Filter these entries down to lines holding "const".

[Collected data]
□ □ □ □ □
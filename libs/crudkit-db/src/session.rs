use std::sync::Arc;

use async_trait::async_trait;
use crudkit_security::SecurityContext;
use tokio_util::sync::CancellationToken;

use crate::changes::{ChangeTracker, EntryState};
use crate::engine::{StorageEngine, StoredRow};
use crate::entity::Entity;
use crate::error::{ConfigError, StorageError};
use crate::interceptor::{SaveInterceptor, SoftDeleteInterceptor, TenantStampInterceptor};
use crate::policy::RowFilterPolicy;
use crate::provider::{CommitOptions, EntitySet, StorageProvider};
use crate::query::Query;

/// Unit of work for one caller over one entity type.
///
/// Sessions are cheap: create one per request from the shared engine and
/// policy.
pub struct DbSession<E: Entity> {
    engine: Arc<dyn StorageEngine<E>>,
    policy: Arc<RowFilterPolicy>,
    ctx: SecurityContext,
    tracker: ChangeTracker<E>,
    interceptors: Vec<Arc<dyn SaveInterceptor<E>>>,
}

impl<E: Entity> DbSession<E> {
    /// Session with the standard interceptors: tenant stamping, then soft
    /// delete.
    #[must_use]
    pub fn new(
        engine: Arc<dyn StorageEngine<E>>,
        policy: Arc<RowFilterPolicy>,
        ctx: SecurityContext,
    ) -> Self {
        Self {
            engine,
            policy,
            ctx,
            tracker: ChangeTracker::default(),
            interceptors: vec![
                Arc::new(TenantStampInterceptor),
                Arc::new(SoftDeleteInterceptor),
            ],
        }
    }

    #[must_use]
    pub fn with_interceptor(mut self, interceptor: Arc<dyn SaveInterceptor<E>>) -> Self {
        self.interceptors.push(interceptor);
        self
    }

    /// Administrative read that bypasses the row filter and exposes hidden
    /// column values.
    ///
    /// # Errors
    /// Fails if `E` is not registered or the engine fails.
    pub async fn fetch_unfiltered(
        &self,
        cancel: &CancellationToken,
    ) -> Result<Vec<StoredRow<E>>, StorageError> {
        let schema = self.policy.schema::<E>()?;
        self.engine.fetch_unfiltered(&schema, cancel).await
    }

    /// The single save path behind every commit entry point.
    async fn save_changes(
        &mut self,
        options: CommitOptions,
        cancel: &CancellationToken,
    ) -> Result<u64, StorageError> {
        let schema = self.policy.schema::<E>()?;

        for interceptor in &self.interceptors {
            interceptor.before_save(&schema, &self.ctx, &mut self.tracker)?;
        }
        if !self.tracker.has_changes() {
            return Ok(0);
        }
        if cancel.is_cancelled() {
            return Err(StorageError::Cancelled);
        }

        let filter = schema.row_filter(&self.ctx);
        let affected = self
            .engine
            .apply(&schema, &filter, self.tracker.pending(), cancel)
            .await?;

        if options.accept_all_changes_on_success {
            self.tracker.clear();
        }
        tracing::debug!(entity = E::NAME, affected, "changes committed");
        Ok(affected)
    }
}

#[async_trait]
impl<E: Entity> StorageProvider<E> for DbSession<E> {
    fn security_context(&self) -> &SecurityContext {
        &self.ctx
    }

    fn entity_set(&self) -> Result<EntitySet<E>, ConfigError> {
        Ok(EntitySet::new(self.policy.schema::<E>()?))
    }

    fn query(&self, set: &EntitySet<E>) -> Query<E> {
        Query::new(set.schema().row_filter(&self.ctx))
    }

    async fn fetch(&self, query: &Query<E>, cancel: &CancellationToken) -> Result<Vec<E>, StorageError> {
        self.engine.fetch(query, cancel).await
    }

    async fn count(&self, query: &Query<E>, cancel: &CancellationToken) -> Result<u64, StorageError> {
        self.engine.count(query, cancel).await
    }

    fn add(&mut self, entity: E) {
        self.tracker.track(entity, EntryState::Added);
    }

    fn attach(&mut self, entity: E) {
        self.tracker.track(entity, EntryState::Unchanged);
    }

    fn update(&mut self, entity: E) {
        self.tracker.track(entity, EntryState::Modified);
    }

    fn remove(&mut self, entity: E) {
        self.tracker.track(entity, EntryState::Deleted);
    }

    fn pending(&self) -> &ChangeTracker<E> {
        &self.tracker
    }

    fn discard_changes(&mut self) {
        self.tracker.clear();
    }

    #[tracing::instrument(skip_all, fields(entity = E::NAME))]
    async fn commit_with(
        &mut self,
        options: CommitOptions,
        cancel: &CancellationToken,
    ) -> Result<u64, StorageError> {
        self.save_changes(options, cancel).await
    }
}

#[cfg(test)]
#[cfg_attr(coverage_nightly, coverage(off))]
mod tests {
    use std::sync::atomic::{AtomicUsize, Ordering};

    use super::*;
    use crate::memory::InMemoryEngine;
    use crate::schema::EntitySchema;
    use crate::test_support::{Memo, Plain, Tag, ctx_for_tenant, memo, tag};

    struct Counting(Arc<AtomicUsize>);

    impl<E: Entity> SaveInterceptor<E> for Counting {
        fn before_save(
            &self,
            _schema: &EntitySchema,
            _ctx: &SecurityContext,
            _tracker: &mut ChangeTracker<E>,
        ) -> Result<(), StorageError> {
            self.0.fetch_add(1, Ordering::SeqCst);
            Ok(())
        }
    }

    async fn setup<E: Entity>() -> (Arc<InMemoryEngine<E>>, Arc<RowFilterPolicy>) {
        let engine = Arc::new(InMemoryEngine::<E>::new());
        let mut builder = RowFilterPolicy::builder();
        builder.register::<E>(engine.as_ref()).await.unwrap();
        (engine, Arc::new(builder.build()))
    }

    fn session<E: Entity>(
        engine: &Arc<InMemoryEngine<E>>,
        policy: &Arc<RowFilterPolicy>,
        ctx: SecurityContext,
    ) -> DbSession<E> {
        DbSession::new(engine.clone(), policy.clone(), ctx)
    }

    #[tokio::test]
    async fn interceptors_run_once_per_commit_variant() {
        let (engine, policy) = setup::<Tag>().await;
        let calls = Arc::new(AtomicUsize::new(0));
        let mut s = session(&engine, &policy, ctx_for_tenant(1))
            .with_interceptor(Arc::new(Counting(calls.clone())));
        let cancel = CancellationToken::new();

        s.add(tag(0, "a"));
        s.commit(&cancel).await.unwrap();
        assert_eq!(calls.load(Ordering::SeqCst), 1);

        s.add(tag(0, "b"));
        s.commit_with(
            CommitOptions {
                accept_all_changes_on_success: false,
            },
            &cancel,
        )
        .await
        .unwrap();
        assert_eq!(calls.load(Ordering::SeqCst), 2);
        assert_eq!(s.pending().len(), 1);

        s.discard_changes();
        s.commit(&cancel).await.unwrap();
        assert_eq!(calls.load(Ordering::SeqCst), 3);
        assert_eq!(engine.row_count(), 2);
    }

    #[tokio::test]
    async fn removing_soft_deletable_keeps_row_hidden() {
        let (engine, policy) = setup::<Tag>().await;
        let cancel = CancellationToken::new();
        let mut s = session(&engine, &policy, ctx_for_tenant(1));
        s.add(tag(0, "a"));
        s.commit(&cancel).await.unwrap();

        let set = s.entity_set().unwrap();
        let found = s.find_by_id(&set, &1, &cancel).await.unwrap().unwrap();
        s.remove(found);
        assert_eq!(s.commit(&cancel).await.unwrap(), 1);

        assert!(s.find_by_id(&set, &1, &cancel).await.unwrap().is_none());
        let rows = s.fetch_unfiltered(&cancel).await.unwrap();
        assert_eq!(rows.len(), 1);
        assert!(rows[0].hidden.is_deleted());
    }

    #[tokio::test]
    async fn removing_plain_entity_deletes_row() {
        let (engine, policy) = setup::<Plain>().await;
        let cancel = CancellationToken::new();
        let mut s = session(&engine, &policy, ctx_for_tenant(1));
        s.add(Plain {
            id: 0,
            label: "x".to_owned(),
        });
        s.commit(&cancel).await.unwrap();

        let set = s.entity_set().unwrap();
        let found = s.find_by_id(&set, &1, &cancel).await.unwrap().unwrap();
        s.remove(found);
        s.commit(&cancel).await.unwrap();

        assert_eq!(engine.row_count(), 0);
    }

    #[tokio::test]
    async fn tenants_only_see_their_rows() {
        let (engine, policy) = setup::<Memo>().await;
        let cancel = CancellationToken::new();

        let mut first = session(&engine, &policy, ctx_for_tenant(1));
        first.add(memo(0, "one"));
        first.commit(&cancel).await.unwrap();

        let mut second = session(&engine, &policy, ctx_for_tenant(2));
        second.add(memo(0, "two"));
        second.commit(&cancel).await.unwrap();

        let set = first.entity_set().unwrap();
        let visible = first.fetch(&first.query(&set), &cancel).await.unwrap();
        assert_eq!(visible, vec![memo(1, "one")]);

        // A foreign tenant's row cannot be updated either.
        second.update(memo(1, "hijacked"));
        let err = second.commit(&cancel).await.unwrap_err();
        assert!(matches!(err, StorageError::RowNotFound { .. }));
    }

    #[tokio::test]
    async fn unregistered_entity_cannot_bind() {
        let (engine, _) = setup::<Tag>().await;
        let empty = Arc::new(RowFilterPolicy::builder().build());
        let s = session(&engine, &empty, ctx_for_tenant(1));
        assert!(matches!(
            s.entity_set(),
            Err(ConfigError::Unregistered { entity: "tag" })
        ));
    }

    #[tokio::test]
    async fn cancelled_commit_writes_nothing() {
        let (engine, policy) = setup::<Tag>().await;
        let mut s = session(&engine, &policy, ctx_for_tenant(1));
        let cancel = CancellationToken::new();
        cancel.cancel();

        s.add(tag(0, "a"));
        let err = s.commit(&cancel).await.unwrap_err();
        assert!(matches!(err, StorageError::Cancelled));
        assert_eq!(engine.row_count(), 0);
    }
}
□ □ □ □ □
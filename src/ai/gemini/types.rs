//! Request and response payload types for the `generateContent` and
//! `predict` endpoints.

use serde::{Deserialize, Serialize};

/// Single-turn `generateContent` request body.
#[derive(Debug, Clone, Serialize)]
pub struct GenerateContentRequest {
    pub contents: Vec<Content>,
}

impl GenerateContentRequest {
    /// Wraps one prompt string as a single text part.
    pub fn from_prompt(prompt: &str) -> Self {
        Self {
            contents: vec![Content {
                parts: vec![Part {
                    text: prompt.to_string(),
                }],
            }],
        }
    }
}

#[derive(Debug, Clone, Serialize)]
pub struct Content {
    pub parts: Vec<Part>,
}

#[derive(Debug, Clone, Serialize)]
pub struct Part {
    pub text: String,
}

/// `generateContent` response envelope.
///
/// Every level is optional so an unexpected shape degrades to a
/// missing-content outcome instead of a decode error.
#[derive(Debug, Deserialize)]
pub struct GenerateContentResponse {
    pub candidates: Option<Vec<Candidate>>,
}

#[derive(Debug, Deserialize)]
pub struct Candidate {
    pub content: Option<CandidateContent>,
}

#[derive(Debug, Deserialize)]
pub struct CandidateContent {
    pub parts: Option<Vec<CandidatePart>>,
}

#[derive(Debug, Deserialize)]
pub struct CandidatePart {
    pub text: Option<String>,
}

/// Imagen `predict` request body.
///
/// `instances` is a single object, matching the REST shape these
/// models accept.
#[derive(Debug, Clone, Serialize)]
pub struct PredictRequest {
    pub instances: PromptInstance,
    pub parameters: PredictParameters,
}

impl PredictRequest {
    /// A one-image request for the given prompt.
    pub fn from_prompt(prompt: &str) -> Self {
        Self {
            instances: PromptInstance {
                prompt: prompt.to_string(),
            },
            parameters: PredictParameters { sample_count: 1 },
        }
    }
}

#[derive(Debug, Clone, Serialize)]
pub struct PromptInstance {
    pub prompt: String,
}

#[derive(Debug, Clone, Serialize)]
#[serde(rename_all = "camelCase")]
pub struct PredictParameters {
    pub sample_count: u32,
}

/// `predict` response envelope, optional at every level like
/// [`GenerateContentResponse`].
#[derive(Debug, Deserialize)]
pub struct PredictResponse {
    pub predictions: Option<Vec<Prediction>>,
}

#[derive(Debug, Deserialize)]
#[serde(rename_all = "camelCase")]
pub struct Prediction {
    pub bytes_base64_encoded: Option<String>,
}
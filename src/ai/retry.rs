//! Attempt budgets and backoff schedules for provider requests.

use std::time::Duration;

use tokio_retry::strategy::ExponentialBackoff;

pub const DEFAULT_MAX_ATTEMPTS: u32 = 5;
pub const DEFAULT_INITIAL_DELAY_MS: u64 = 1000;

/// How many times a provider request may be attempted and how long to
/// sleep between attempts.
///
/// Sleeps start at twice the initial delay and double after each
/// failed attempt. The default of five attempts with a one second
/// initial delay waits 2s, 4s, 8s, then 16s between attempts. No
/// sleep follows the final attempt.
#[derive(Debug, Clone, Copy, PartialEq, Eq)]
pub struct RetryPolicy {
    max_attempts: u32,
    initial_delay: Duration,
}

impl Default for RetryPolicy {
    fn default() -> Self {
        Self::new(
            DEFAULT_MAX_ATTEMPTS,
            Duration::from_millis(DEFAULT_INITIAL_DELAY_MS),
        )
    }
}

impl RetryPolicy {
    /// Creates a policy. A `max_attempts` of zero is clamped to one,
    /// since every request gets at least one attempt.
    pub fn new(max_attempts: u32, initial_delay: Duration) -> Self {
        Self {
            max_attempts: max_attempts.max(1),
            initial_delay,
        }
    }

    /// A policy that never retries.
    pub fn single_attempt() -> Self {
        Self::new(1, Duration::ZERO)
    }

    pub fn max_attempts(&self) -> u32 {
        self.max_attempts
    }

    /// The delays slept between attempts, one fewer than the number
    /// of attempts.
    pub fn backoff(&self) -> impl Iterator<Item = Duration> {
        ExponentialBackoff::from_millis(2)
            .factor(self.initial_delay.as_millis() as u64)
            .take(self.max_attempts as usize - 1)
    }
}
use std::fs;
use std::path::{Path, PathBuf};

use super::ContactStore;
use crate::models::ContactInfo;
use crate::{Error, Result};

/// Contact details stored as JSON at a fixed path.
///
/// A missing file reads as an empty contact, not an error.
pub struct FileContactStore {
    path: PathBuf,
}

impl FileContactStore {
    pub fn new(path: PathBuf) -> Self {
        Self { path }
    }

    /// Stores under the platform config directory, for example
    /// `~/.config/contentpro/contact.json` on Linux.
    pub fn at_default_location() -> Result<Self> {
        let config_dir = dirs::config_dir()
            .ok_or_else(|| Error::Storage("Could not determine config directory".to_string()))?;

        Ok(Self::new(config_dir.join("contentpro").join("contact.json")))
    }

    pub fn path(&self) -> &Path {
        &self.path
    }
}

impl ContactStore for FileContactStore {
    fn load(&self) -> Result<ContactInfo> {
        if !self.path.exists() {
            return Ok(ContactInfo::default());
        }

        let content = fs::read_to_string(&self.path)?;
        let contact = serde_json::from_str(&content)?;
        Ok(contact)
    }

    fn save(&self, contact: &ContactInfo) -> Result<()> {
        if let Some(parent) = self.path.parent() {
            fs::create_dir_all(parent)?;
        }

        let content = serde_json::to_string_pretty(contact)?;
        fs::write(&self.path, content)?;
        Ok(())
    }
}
□ □ □ □ □
→ EXPECTED OUTPUT
pub const DEFAULT_MAX_ATTEMPTS: u32 = 5;
pub const DEFAULT_INITIAL_DELAY_MS: u64 = 1000;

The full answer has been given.